Protestant 3.3 0 0 1.1

Table 2: Proportions of beekeepers religion of sample respondent.

Beekeeping practices in Bale

Beekeeping is not new idea in Bale and generally in Ethiopia; it is an ancient farming activity which is practiced as a sideline with other farm activities. Yet in Bale there are three types of beekeeping which include: traditional, transitional and movable-frame based on the types of beehives used.

Traditional bee hives

The data collected from the study area showed that traditional beehives was categorized in to three different types; this includes: Log (Bidiru), Mud (Dogogo) and Basket hive type, but all were oval in shape with the dimension of around 90-100 cm in length and a diameter of approximately 30 cm. As information gathered from the respondents, they were plastering interior of hive by mud and cow dung to protect bees from cold weather conditions and external part were covered with grass and bamboo sheath (hoyine) to protect from rain and sun.

According to the survey result, the mean honeybee colony holding in traditional hive in Dellomenna (10.23) was significantly higher (P<0.05) than that of Adaba (4.47) and Dinsho (4.04) districts. But, there were no significant difference between Adaba and Dinsho (Table 3) in owning bee colonies in traditional beehives. The overall mean of bee colony holding in traditional was 6.26 and the minimum and maximum were 1 to 105 per household respectively. Hartmann [5] reported that in high land of Ethiopia farmers normally do not possess more than 10 beehives.

District Minimum Maximum Mean ± SE
Adaba 1 98 4.47 ± 1.60b
Dinsho 1 45 4.04 ± 0.87b
Dellomenna 1 105 10.27 ± 2.0a
Overall 1 105 6.26 ± 0.92

Table 3: Average honeybee colony holding in traditional hive per households.

According the survey result, until now traditional beekeeping is practiced in two forms, traditional forest beekeeping which is practiced in forest by hanging beehives on long trees and with no management given for bees and bee products. This way of beekeeping is the dominant ways of honey and beeswax production system in the study area. The second form is traditional back yard beekeeping which is practiced around homestead with relatively better management provided to bee colonies as compared to forest beekeeping (Figure 2).

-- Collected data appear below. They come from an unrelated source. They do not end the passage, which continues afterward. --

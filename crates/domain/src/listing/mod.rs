//! Client-side list management: filter, sort and paginate an entity array.
//!
//! The controller is pure state. Deriving the visible page never touches the
//! network; callers refill `items` after fetching.

pub mod sort;

use shared::pagination::{page_count, paginate, PageInfo, DEFAULT_PAGE_SIZE};

pub use sort::{SortColumn, SortDirection, SortKey, SortState};

/// A record that can be listed in a searchable, sortable table.
pub trait Listable {
    type SortField: SortColumn;

    /// Values of the designated search fields. A record matches a query when
    /// any of them contains it.
    fn search_fields(&self) -> Vec<String>;

    /// Comparison key for the given column.
    fn sort_key(&self, field: Self::SortField) -> SortKey;
}

/// Returns true when any search field contains `query`, ignoring case.
///
/// An empty (or blank) query matches every record.
pub fn matches_query<T: Listable>(item: &T, query: &str) -> bool {
    let needle = query.trim().to_lowercase();
    if needle.is_empty() {
        return true;
    }
    item.search_fields()
        .iter()
        .any(|field| field.to_lowercase().contains(&needle))
}

/// State of a listing table: records, query, sort and current page.
#[derive(Debug, Clone)]
pub struct ListController<T: Listable> {
    items: Vec<T>,
    query: String,
    page: usize,
    page_size: usize,
    sort: Option<SortState<T::SortField>>,
}

impl<T: Listable> Default for ListController<T> {
    fn default() -> Self {
        Self::new(DEFAULT_PAGE_SIZE)
    }
}

impl<T: Listable> ListController<T> {
    pub fn new(page_size: usize) -> Self {
        Self {
            items: Vec::new(),
            query: String::new(),
            page: 1,
            page_size,
            sort: None,
        }
    }

    pub fn items(&self) -> &[T] {
        &self.items
    }

    pub fn query(&self) -> &str {
        &self.query
    }

    pub fn page(&self) -> usize {
        self.page
    }

    pub fn page_size(&self) -> usize {
        self.page_size
    }

    pub fn sort(&self) -> Option<SortState<T::SortField>> {
        self.sort
    }

    /// Replaces the records, keeping query, sort and page.
    pub fn set_items(&mut self, items: Vec<T>) {
        self.items = items;
    }

    /// Sets a new search query and returns to the first page.
    pub fn set_query(&mut self, query: impl Into<String>) {
        self.query = query.into();
        self.page = 1;
    }

    /// Sorts by `field`: the active column flips direction, a new column
    /// starts ascending.
    pub fn toggle_sort(&mut self, field: T::SortField) {
        self.sort = Some(match self.sort {
            Some(state) if state.field == field => SortState {
                field,
                direction: state.direction.toggled(),
            },
            _ => SortState {
                field,
                direction: SortDirection::Asc,
            },
        });
    }

    /// Jumps to `page`. The value is not clamped; a page past the end shows
    /// no rows.
    pub fn set_page(&mut self, page: usize) {
        self.page = page;
    }

    /// Advances one page if there is a next page. Returns whether it moved.
    pub fn next_page(&mut self) -> bool {
        if self.page < self.page_count() {
            self.page += 1;
            true
        } else {
            false
        }
    }

    /// Goes back one page, stopping at the first. Returns whether it moved.
    pub fn previous_page(&mut self) -> bool {
        if self.page > 1 {
            self.page -= 1;
            true
        } else {
            false
        }
    }

    /// Records matching the current query, in backend order.
    pub fn filtered(&self) -> Vec<&T> {
        self.items
            .iter()
            .filter(|item| matches_query(*item, &self.query))
            .collect()
    }

    /// Matching records in sort order. The sort is stable, so ties keep their
    /// backend order.
    pub fn sorted(&self) -> Vec<&T> {
        let mut rows = self.filtered();
        if let Some(state) = self.sort {
            rows.sort_by(|a, b| {
                let ordering = a.sort_key(state.field).compare(&b.sort_key(state.field));
                state.direction.apply(ordering)
            });
        }
        rows
    }

    /// Rows on the current page.
    pub fn visible(&self) -> Vec<&T> {
        let rows = self.sorted();
        paginate(&rows, self.page, self.page_size).to_vec()
    }

    pub fn filtered_count(&self) -> usize {
        self.filtered().len()
    }

    pub fn page_count(&self) -> usize {
        page_count(self.filtered_count(), self.page_size)
    }

    pub fn page_info(&self) -> PageInfo {
        PageInfo::new(self.page, self.page_size, self.filtered_count())
    }

    /// Finds a loaded record.
    pub fn find(&self, predicate: impl Fn(&T) -> bool) -> Option<&T> {
        self.items.iter().find(|item| predicate(item))
    }
}

#[cfg(test)]
mod tests {
    use super::*;

    #[derive(Debug, Clone, PartialEq)]
    struct Row {
        id: i64,
        name: String,
        score: f64,
    }

    #[derive(Debug, Clone, Copy, PartialEq, Eq)]
    enum RowSort {
        Id,
        Name,
        Score,
    }

    impl SortColumn for RowSort {
        fn all() -> &'static [Self] {
            &[RowSort::Id, RowSort::Name, RowSort::Score]
        }

        fn key(&self) -> &'static str {
            match self {
                RowSort::Id => "id",
                RowSort::Name => "name",
                RowSort::Score => "score",
            }
        }

        fn label(&self) -> &'static str {
            match self {
                RowSort::Id => "ID",
                RowSort::Name => "Name",
                RowSort::Score => "Score",
            }
        }
    }

    impl Listable for Row {
        type SortField = RowSort;

        fn search_fields(&self) -> Vec<String> {
            vec![self.name.clone(), self.id.to_string()]
        }

        fn sort_key(&self, field: RowSort) -> SortKey {
            match field {
                RowSort::Id => SortKey::Integer(self.id),
                RowSort::Name => SortKey::text(&self.name),
                RowSort::Score => SortKey::Decimal(self.score),
            }
        }
    }

    fn row(id: i64, name: &str, score: f64) -> Row {
        Row {
            id,
            name: name.to_string(),
            score,
        }
    }

    fn controller(rows: Vec<Row>) -> ListController<Row> {
        let mut list = ListController::new(5);
        list.set_items(rows);
        list
    }

    fn names(rows: &[&Row]) -> Vec<String> {
        rows.iter().map(|r| r.name.clone()).collect()
    }

    #[test]
    fn test_filter_is_case_insensitive_substring() {
        let mut list = controller(vec![row(1, "John Doe", 1.0), row(2, "Jane", 2.0)]);
        list.set_query("john");
        assert_eq!(names(&list.filtered()), vec!["John Doe"]);

        list.set_query("DOE");
        assert_eq!(names(&list.filtered()), vec!["John Doe"]);
    }

    #[test]
    fn test_filter_matches_any_field() {
        let mut list = controller(vec![row(17, "Alpha", 1.0), row(2, "Beta", 2.0)]);
        list.set_query("17");
        assert_eq!(names(&list.filtered()), vec!["Alpha"]);
    }

    #[test]
    fn test_blank_query_matches_everything() {
        let mut list = controller(vec![row(1, "a", 1.0), row(2, "b", 2.0)]);
        list.set_query("   ");
        assert_eq!(list.filtered_count(), 2);
    }

    #[test]
    fn test_new_query_resets_page() {
        let rows = (1..=12).map(|i| row(i, &format!("n{i}"), 0.0)).collect();
        let mut list = controller(rows);
        list.set_page(3);
        list.set_query("n");
        assert_eq!(list.page(), 1);
    }

    #[test]
    fn test_toggle_sort_same_column_flips_direction() {
        let mut list = controller(vec![row(1, "b", 1.0), row(2, "a", 2.0), row(3, "C", 3.0)]);
        list.toggle_sort(RowSort::Name);
        assert_eq!(names(&list.sorted()), vec!["a", "b", "C"]);
        assert_eq!(list.sort().unwrap().direction, SortDirection::Asc);

        list.toggle_sort(RowSort::Name);
        assert_eq!(names(&list.sorted()), vec!["C", "b", "a"]);
        assert_eq!(list.sort().unwrap().direction, SortDirection::Desc);
    }

    #[test]
    fn test_toggle_sort_new_column_resets_to_ascending() {
        let mut list = controller(vec![row(2, "a", 5.0), row(1, "b", 0.5)]);
        list.toggle_sort(RowSort::Name);
        list.toggle_sort(RowSort::Name);
        list.toggle_sort(RowSort::Score);

        let state = list.sort().unwrap();
        assert_eq!(state.field, RowSort::Score);
        assert_eq!(state.direction, SortDirection::Asc);
        assert_eq!(names(&list.sorted()), vec!["b", "a"]);
    }

    #[test]
    fn test_sort_is_stable_for_ties() {
        let mut list = controller(vec![
            row(1, "first", 1.0),
            row(2, "second", 1.0),
            row(3, "third", 1.0),
        ]);
        list.toggle_sort(RowSort::Score);
        assert_eq!(names(&list.sorted()), vec!["first", "second", "third"]);

        list.toggle_sort(RowSort::Score);
        assert_eq!(names(&list.sorted()), vec!["first", "second", "third"]);
    }

    #[test]
    fn test_numeric_sort_is_not_lexicographic() {
        let mut list = controller(vec![row(10, "x", 0.0), row(9, "y", 0.0), row(100, "z", 0.0)]);
        list.toggle_sort(RowSort::Id);
        let ids: Vec<i64> = list.sorted().iter().map(|r| r.id).collect();
        assert_eq!(ids, vec![9, 10, 100]);
    }

    #[test]
    fn test_pagination_splits_sorted_rows() {
        let rows = (1..=12).map(|i| row(i, &format!("row{i:02}"), 0.0)).collect();
        let mut list = controller(rows);
        list.toggle_sort(RowSort::Id);

        assert_eq!(list.page_count(), 3);
        assert_eq!(list.visible().len(), 5);

        list.set_page(3);
        let ids: Vec<i64> = list.visible().iter().map(|r| r.id).collect();
        assert_eq!(ids, vec![11, 12]);
    }

    #[test]
    fn test_page_count_follows_filter() {
        let rows = (1..=12).map(|i| row(i, &format!("row{i}"), 0.0)).collect();
        let mut list = controller(rows);
        list.set_query("row1");
        // row1, row10, row11, row12
        assert_eq!(list.filtered_count(), 4);
        assert_eq!(list.page_count(), 1);
    }

    #[test]
    fn test_empty_filtered_set_renders_no_rows() {
        let mut list = controller(vec![row(1, "a", 0.0)]);
        list.set_query("zzz");
        assert_eq!(list.page(), 1);
        assert!(list.visible().is_empty());
        assert_eq!(list.page_count(), 0);
    }

    #[test]
    fn test_out_of_range_page_renders_no_rows() {
        let mut list = controller(vec![row(1, "a", 0.0)]);
        list.set_page(9);
        assert!(list.visible().is_empty());
    }

    #[test]
    fn test_next_and_previous_page_stop_at_edges() {
        let rows = (1..=6).map(|i| row(i, "r", 0.0)).collect();
        let mut list = controller(rows);
        assert!(!list.previous_page());
        assert!(list.next_page());
        assert_eq!(list.page(), 2);
        assert!(!list.next_page());
        assert!(list.previous_page());
        assert_eq!(list.page(), 1);
    }

    #[test]
    fn test_set_items_keeps_query_and_sort() {
        let mut list = controller(vec![row(1, "a", 0.0)]);
        list.set_query("b");
        list.toggle_sort(RowSort::Name);
        list.set_items(vec![row(2, "bb", 0.0), row(3, "ab", 0.0), row(4, "c", 0.0)]);
        assert_eq!(names(&list.visible()), vec!["ab", "bb"]);
    }

    #[test]
    fn test_sort_column_parse() {
        assert_eq!(RowSort::parse("NAME"), Some(RowSort::Name));
        assert_eq!(RowSort::parse("Score"), Some(RowSort::Score));
        assert_eq!(RowSort::parse("missing"), None);
    }
}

Figure 2: Traditional beekeeping at backyard on the top and in the forest at bottom.

Transitional beehive

It is one of the improved methods (technology) of beekeeping practiced in the study area. However, its dissemination is very limited and this might be due to poor beekeeping extension services in the study area. The study showed the average transitional bee owning per households were 1.75 which is insignificant as compared to traditional beekeeping practice. However, there is a recent effort by GO (research center and Bureau of Livestock Health and Marketing) and NGOs in introducing transitional Kenya top bar (KTB) beehives as well as providing training to framers. The training was focused on hand on practices that equip the beekeepers with skill to prepare his own KTB from locally available material to overcome the high cost of investment.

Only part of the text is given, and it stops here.